The blog post concludes with a call to action for the open-source community to seriously discuss AI's impact on contribution quality and security, subtly suggesting that platforms like GitHub contribute to the problem by celebrating AI-boosted metrics.

The Gossip

Incentives and Impurity

Many commenters debated the core reasons behind the 'AI slop,' often pointing to the project's use of bounties as an incentive that naturally attracts low-effort contributions, regardless of whether they are human or AI-generated. There was a strong sentiment that monetary rewards can corrupt the spirit of open-source. Others highlighted the perceived hypocrisy of an AI-centric company complaining about AI-generated content, noting 'AI tells' even in Archestra's own documentation.

GitHub's Complicity and Call for Tools

A recurring theme was criticism of GitHub (and by extension, Microsoft) for not providing better tools to manage AI spam, or even for actively contributing to the problem by celebrating AI-inflated metrics. Commenters argued GitHub has little incentive to block AI as it drives usage and CoPilot subscriptions. There was a strong desire for native features like reputation systems, token-based PR submission limits, or better spam filtering from the platform itself.
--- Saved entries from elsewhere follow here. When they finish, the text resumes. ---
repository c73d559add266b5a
use serde::{Deserialize, Serialize};

use frontdesk_domain::SessionContext;

use crate::ConfigError;

/// Stores front-desk connection settings and display preferences.
#[derive(Debug, Clone, Serialize, Deserialize, PartialEq)]
pub struct Config {
    #[serde(default = "Config::default_api_endpoint")]
    pub api_endpoint: String,
    #[serde(default, skip_serializing_if = "Option::is_none")]
    pub auth_token: Option<String>,
    #[serde(default = "Config::default_ui_color_enabled")]
    pub ui_color_enabled: bool,
    /// Identity of the acting user; decides which summary is shown and
    /// which hotel transactions are recorded for.
    #[serde(default)]
    pub session: SessionContext,
}

impl Default for Config {
    fn default() -> Self {
        Self {
            api_endpoint: Self::default_api_endpoint(),
            auth_token: None,
            ui_color_enabled: Self::default_ui_color_enabled(),
            session: SessionContext::default(),
        }
    }
}

impl Config {
    pub fn default_api_endpoint() -> String {
        "http://localhost:4000/graphql".into()
    }

    pub fn default_ui_color_enabled() -> bool {
        true
    }

    /// Checks the settings needed before talking to the API.
    pub fn validate(&self) -> Result<(), ConfigError> {
        let endpoint = self.api_endpoint.trim();
        if endpoint.is_empty() {
            return Err(ConfigError::Invalid("api_endpoint must not be empty".into()));
        }
        if !(endpoint.starts_with("http://") || endpoint.starts_with("https://")) {
            return Err(ConfigError::Invalid(format!(
                "api_endpoint `{endpoint}` must be an http(s) URL"
            )));
        }
        Ok(())
    }
}
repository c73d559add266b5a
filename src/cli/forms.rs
//! Interactive entry form for a new transaction.

use chrono::{Local, NaiveDate};
use dialoguer::{theme::ColorfulTheme, Input, Select};

use frontdesk_domain::{
    parse_calendar_date, PaymentMethod, TransactionCategory, TransactionDraft,
    TransactionSubCategory,
};

use crate::errors::AppError;

/// Prompts for every draft field. Values from `previous` are offered as
/// defaults so a failed submission can be corrected instead of retyped.
pub fn prompt_draft(
    theme: &ColorfulTheme,
    previous: Option<&TransactionDraft>,
) -> Result<TransactionDraft, AppError> {
    let default_date = previous
        .map(|draft| draft.date)
        .unwrap_or_else(|| Local::now().date_naive());
    let date = prompt_date(theme, default_date)?;

    let category = choose(
        theme,
        "Category",
        &TransactionCategory::ALL,
        previous.map(|draft| draft.category),
    )?;
    let sub_category = choose(
        theme,
        "Sub-Category",
        &TransactionSubCategory::ALL,
        previous.map(|draft| draft.sub_category),
    )?;
    let method = choose(
        theme,
        "Payment Method",
        &PaymentMethod::ALL,
        previous.map(|draft| draft.method),
    )?;

    let description = required_text(
        theme,
        "Description",
        previous.map(|draft| draft.description.as_str()),
    )?;
    // Numeric coercion happens on submit so a bad amount is reported there.
    let amount = required_text(theme, "Amount", previous.map(|draft| draft.amount.as_str()))?;

    Ok(TransactionDraft::new(
        date,
        category,
        sub_category,
        method,
        description,
        amount,
    ))
}

fn prompt_date(theme: &ColorfulTheme, default: NaiveDate) -> Result<NaiveDate, AppError> {
    let raw = Input::<String>::with_theme(theme)
        .with_prompt("Date (YYYY-MM-DD)")
        .default(default.format("%Y-%m-%d").to_string())
        .validate_with(|input: &String| -> Result<(), &str> {
            parse_calendar_date(input)
                .map(|_| ())
                .ok_or("Enter a date as YYYY-MM-DD")
        })
        .interact_text()?;
    parse_calendar_date(&raw).ok_or_else(|| AppError::Usage(format!("invalid date `{raw}`")))
}

fn choose<T>(
    theme: &ColorfulTheme,
    prompt: &str,
    options: &[T],
    current: Option<T>,
) -> Result<T, AppError>
where
    T: Copy + PartialEq + ToString,
{
    let labels: Vec<String> = options.iter().map(ToString::to_string).collect();
    let default = current
        .and_then(|value| options.iter().position(|option| *option == value))
        .unwrap_or(0);
    let index = Select::with_theme(theme)
        .with_prompt(prompt)
        .items(&labels)
        .default(default)
        .interact()?;
    Ok(options[index])
}

fn required_text(
    theme: &ColorfulTheme,
    prompt: &str,
    current: Option<&str>,
) -> Result<String, AppError> {
    let mut input = Input::<String>::with_theme(theme).with_prompt(prompt);
    if let Some(value) = current {
        input = input.default(value.to_string());
    }
    let value = input
        .validate_with(|input: &String| -> Result<(), &str> {
            if input.trim().is_empty() {
                Err("This field is required")
            } else {
                Ok(())
            }
        })
        .interact_text()?;
    Ok(value)
}
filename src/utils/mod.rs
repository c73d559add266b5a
use std::sync::Once;

static TRACING_INIT: Once = Once::new();

const DEFAULT_DIRECTIVE: &str = "frontdesk=info";

/// Initializes the global tracing subscriber, logging to stderr so command
/// output on stdout stays clean.
pub fn init_tracing() {
    TRACING_INIT.call_once(|| {
        use tracing_subscriber::{fmt, EnvFilter};

        let mut filter = EnvFilter::from_default_env();
        if let Ok(directive) = DEFAULT_DIRECTIVE.parse() {
            filter = filter.add_directive(directive);
        }

        let _ = fmt()
            .with_env_filter(filter)
            .with_writer(std::io::stderr)
            .try_init();
    });
}
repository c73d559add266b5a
//! frontdesk-domain
//!
//! Pure domain models for the front-desk booking summary (room lines,
//! transactions, session identity). No I/O, no network, no CLI.

pub mod booking;
pub mod common;
pub mod session;
pub mod transaction;

pub use booking::*;
pub use common::*;
pub use session::*;
pub use transaction::*;
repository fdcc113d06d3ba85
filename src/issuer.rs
//! Issuer — turns a newly registered device into an operator notification
//! carrying one capability link per management action.
//!
//! The issuer performs no I/O of its own; publishing the assembled message is
//! the notification channel's job.

use chrono::{DateTime, Utc};

use crate::capability::{self, Action};

/// Metadata from a registration event. `name` and `device_type` default to
/// empty when the event omits them.
#[derive(Debug, Clone)]
pub struct DeviceInfo {
    pub device_id: String,
    pub name: String,
    pub device_type: String,
}

/// One capability link per management action for a single device.
#[derive(Debug, Clone)]
pub struct ActionLinks {
    pub approve: String,
    pub block: String,
    pub remove: String,
}

/// Build the URL a minted token is delivered in.
pub fn action_link(base_url: &str, device_id: &str, action: Action, token: &str) -> String {
    format!(
        "{}/devices/{}/{}?token={}",
        base_url.trim_end_matches('/'),
        urlencoding::encode(device_id),
        action.as_str(),
        urlencoding::encode(token),
    )
}

/// Mint the three action tokens for a device and wrap each in a followable
/// link. All three share the same issuance instant and TTL.
pub fn mint_action_links(
    secret: &str,
    base_url: &str,
    device_id: &str,
    now: DateTime<Utc>,
    ttl_secs: i64,
) -> Result<ActionLinks, jsonwebtoken::errors::Error> {
    let link = |action: Action| -> Result<String, jsonwebtoken::errors::Error> {
        let token = capability::mint(secret, device_id, action, now, ttl_secs)?;
        Ok(action_link(base_url, device_id, action, &token))
    };
    Ok(ActionLinks {
        approve: link(Action::Approve)?,
        block: link(Action::Block)?,
        remove: link(Action::Remove)?,
    })
}

/// Build the notification text for a newly registered device.
///
/// `links` is `None` when no signing secret is configured: the message then
/// omits the management section entirely rather than carrying unverifiable
/// links, and the notification still goes out.
pub fn registration_message(device: &DeviceInfo, links: Option<&ActionLinks>) -> String {
    let mut text = format!(
        "New device registered:\n  deviceId: {}\n  type:     {}\n  name:     {}\n",
        device.device_id, device.device_type, device.name
    );
    if let Some(links) = links {
        text.push_str(
            "\nYou can approve, block or remove this device. \
             Do nothing and it stays in 'pending' status.\n",
        );
        text.push_str(&format!("Approve: {}\n", links.approve));
        text.push_str(&format!("Block:   {}\n", links.block));
        text.push_str(&format!("Remove:  {}\n", links.remove));
    }
    text
}

// ── Tests ────────────────────────────────────────────────────
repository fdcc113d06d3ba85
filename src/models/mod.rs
pub mod device;
use std::sync::Arc;

use axum::{
    extract::{Path, Query, State},
    http::StatusCode,
    response::IntoResponse,
    Json,
};
use serde::Deserialize;
use serde_json::json;

use crate::capability::{self, Action};
use crate::errors::AppError;
use crate::issuer::{self, DeviceInfo};
use crate::notification::webhook::DeviceEvent;
use crate::AppState;

// ── Request DTOs ─────────────────────────────────────────────

#[derive(Deserialize)]
pub struct RegisterDeviceRequest {
    #[serde(rename = "deviceId")]
    pub device_id: String,
    #[serde(default)]
    pub name: String,
    #[serde(default, rename = "type")]
    pub device_type: String,
}

#[derive(Deserialize)]
pub struct ActionParams {
    pub token: Option<String>,
}

/// The `{statusCode, body}` envelope every endpoint answers with.
fn envelope(status: StatusCode, body: &str) -> impl IntoResponse {
    (status, Json(json!({ "statusCode": status.as_u16(), "body": body })))
}

// ── Handlers ─────────────────────────────────────────────────

/// POST /devices — device-registration trigger.
///
/// Mints the three capability links (when a signing secret is configured)
/// and hands the assembled notification to the webhook channel. The device
/// record itself is created by the registration pipeline upstream of this
/// endpoint.
pub async fn register_device(
    State(state): State<Arc<AppState>>,
    payload: Option<Json<RegisterDeviceRequest>>,
) -> Result<impl IntoResponse, AppError> {
    // A missing body, unparseable JSON, or absent deviceId all surface here
    // as `None`.
    let Some(Json(payload)) = payload else {
        return Err(AppError::InvalidRequest);
    };
    if payload.device_id.is_empty() {
        return Err(AppError::InvalidRequest);
    }
    if state.config.webhook_urls.is_empty() {
        return Err(AppError::ServerMisconfigured(
            "DEVGATE_WEBHOOK_URLS is not set",
        ));
    }

    let device = DeviceInfo {
        device_id: payload.device_id,
        name: payload.name,
        device_type: payload.device_type,
    };

    // Fail closed: without a signing secret the notification goes out with
    // no management links at all.
    let links = match state.config.signing_secret() {
        Some(secret) => Some(
            issuer::mint_action_links(
                secret,
                &state.config.public_url,
                &device.device_id,
                chrono::Utc::now(),
                state.config.token_ttl_secs,
            )
            .map_err(|e| AppError::Internal(anyhow::anyhow!("token minting failed: {}", e)))?,
        ),
        None => {
            tracing::warn!(
                device_id = %device.device_id,
                "no signing secret configured, notifying without management links"
            );
            None
        }
    };

    let message = issuer::registration_message(&device, links.as_ref());
    let event = DeviceEvent::device_registered(&device.device_id, &message);
    // Delivery happens off the request path; retries never stall the caller.
    state.notifier.dispatch(
        &state.config.webhook_urls,
        state.config.webhook_secret.as_deref(),
        event,
    );

    tracing::info!(device_id = %device.device_id, "device registration notification dispatched");
    Ok(envelope(StatusCode::OK, "OK"))
}

/// GET /devices/:device_id/:action — verify a capability token and apply the
/// state transition.
///
/// The checks run in a fixed order and the first failure is terminal:
/// path shape (400), secret configured (500), token present / signed /
/// unexpired / correctly bound (401, undifferentiated), then the store
/// write. The transition only runs once every gate has passed.
pub async fn device_action(
    State(state): State<Arc<AppState>>,
    Path((device_id, action)): Path<(String, String)>,
    params: Option<Query<ActionParams>>,
) -> Result<impl IntoResponse, AppError> {
    // 1. Path well-formedness. Unknown actions never reach token handling.
    let action: Action = action.parse().map_err(|_| AppError::InvalidRequest)?;

    // 2. Without a secret no token could ever have been issued, let alone
    //    verified.
    let Some(secret) = state.config.signing_secret() else {
        return Err(AppError::ServerMisconfigured("DEVGATE_TOKEN_SECRET is not set"));
    };

    // 3–4. Token presence, signature, expiry, binding. Every failure maps to
    //      the same 401; the reason stays in the logs.
    let token = params
        .as_ref()
        .and_then(|q| q.token.as_deref())
        .unwrap_or_default();
    if token.is_empty() {
        return Err(AppError::Unauthorized);
    }
    let claims = capability::verify(secret, token, &device_id, action, chrono::Utc::now())
        .map_err(|reason| {
            tracing::debug!(device_id = %device_id, action = %action, ?reason, "token rejected");
            AppError::Unauthorized
        })?;

    // 5. Apply the transition. Missing records are a no-op by store contract,
    //    so replays and double-clicks converge instead of erroring.
    match action.target_status() {
        Some(status) => state.store.update_status(&claims.device_id, status).await,
        None => state.store.delete(&claims.device_id).await,
    }
    .map_err(AppError::Store)?;

    tracing::info!(device_id = %device_id, action = %action, "device action applied");
    Ok(envelope(StatusCode::OK, "OK"))
}

/// Any path outside the device endpoints.
pub async fn invalid_path() -> AppError {
    AppError::InvalidRequest
}
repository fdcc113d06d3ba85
//! Shared fixtures: an in-memory `DeviceStore` and an `AppState` builder.

use std::collections::HashMap;
use std::sync::Arc;

use async_trait::async_trait;
use axum::body::Body;
use axum::http::{Request, StatusCode};
use tokio::sync::Mutex;
use tower::ServiceExt;

use devgate::config::Config;
use devgate::models::device::DeviceStatus;
use devgate::notification::webhook::WebhookNotifier;
use devgate::store::DeviceStore;
use devgate::AppState;

pub const TEST_SECRET: &str = "integration-test-secret";

/// In-memory store with the same semantics the Postgres store has: updating
/// or deleting an unknown device is a silent no-op.
#[derive(Default)]
pub struct MemStore {
    devices: Mutex<HashMap<String, DeviceStatus>>,
}

impl MemStore {
    pub async fn seed(&self, device_id: &str, status: DeviceStatus) {
        self.devices
            .lock()
            .await
            .insert(device_id.to_string(), status);
    }

    pub async fn status_of(&self, device_id: &str) -> Option<DeviceStatus> {
        self.devices.lock().await.get(device_id).copied()
    }
}

#[async_trait]
impl DeviceStore for MemStore {
    async fn update_status(&self, device_id: &str, status: DeviceStatus) -> anyhow::Result<()> {
        let mut devices = self.devices.lock().await;
        if let Some(s) = devices.get_mut(device_id) {
            *s = status;
        }
        Ok(())
    }

    async fn delete(&self, device_id: &str) -> anyhow::Result<()> {
        self.devices.lock().await.remove(device_id);
        Ok(())
    }
}

pub fn test_config(secret: Option<&str>) -> Config {
    Config {
        port: 0,
        database_url: String::new(),
        token_secret: secret.map(String::from),
        public_url: "http://gate.test".into(),
        webhook_urls: vec![],
        webhook_secret: None,
        token_ttl_secs: 600,
    }
}

pub fn test_state(store: Arc<MemStore>, config: Config) -> Arc<AppState> {
    Arc::new(AppState {
        store,
        notifier: WebhookNotifier::new(),
        config,
    })
}

/// Run one request through the router and return (status, parsed body).
pub async fn send(
    state: Arc<AppState>,
    request: Request<Body>,
) -> (StatusCode, serde_json::Value) {
    let app = devgate::api::app(state);
    let response = app.oneshot(request).await.unwrap();
    let status = response.status();
    let bytes = axum::body::to_bytes(response.into_body(), 1024 * 1024)
        .await
        .unwrap();
    let body = serde_json::from_slice(&bytes).unwrap_or(serde_json::Value::Null);
    (status, body)
}

pub fn get(path: &str) -> Request<Body> {
    Request::builder()
        .method("GET")
        .uri(path)
        .body(Body::empty())
        .unwrap()
}

pub fn post_json(path: &str, body: serde_json::Value) -> Request<Body> {
    Request::builder()
        .method("POST")
        .uri(path)
        .header("content-type", "application/json")
        .body(Body::from(body.to_string()))
        .unwrap()
}
//! devgate — capability-token gateway for out-of-band device approval.
//!
//! Library crate so integration tests in `tests/` can drive the router and
//! the token protocol directly; the binary in `main.rs` wires everything to
//! config, Postgres and the HTTP listener.

use std::sync::Arc;

pub mod api;
pub mod capability;
pub mod cli;
pub mod config;
pub mod errors;
pub mod issuer;
pub mod models;
pub mod notification;
pub mod store;

use notification::webhook::WebhookNotifier;
use store::DeviceStore;

/// Shared application state passed to handlers.
pub struct AppState {
    pub store: Arc<dyn DeviceStore>,
    pub notifier: WebhookNotifier,
    pub config: config::Config,
}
Security Scrutiny and Systemic Solutions

The discussion delved into potential security implications of Archestra's workaround, specifically concerns that granting 'prior contributor' status could bypass existing protections for fork PRs. While some argued that merging any PR could introduce risk, others emphasized the nuanced nature of security. The conversation also explored broader 'systemic solutions' to spam, including ELO-based scoring, proof-of-work, or 'trust circles,' though many were quickly dismissed as easily manipulable, impractical, or exclusionary.

The Dash Dilemma and Linguistic Lapses

A humorous, albeit minor, side discussion emerged regarding the incorrect use of an en dash or em dash (–) instead of a hyphen (-) in the Hacker News title for 'Git's –author flag.' This brief tangent highlighted the linguistic quirks that can arise in technical discourse and was quickly corrected by the original poster's in-article text.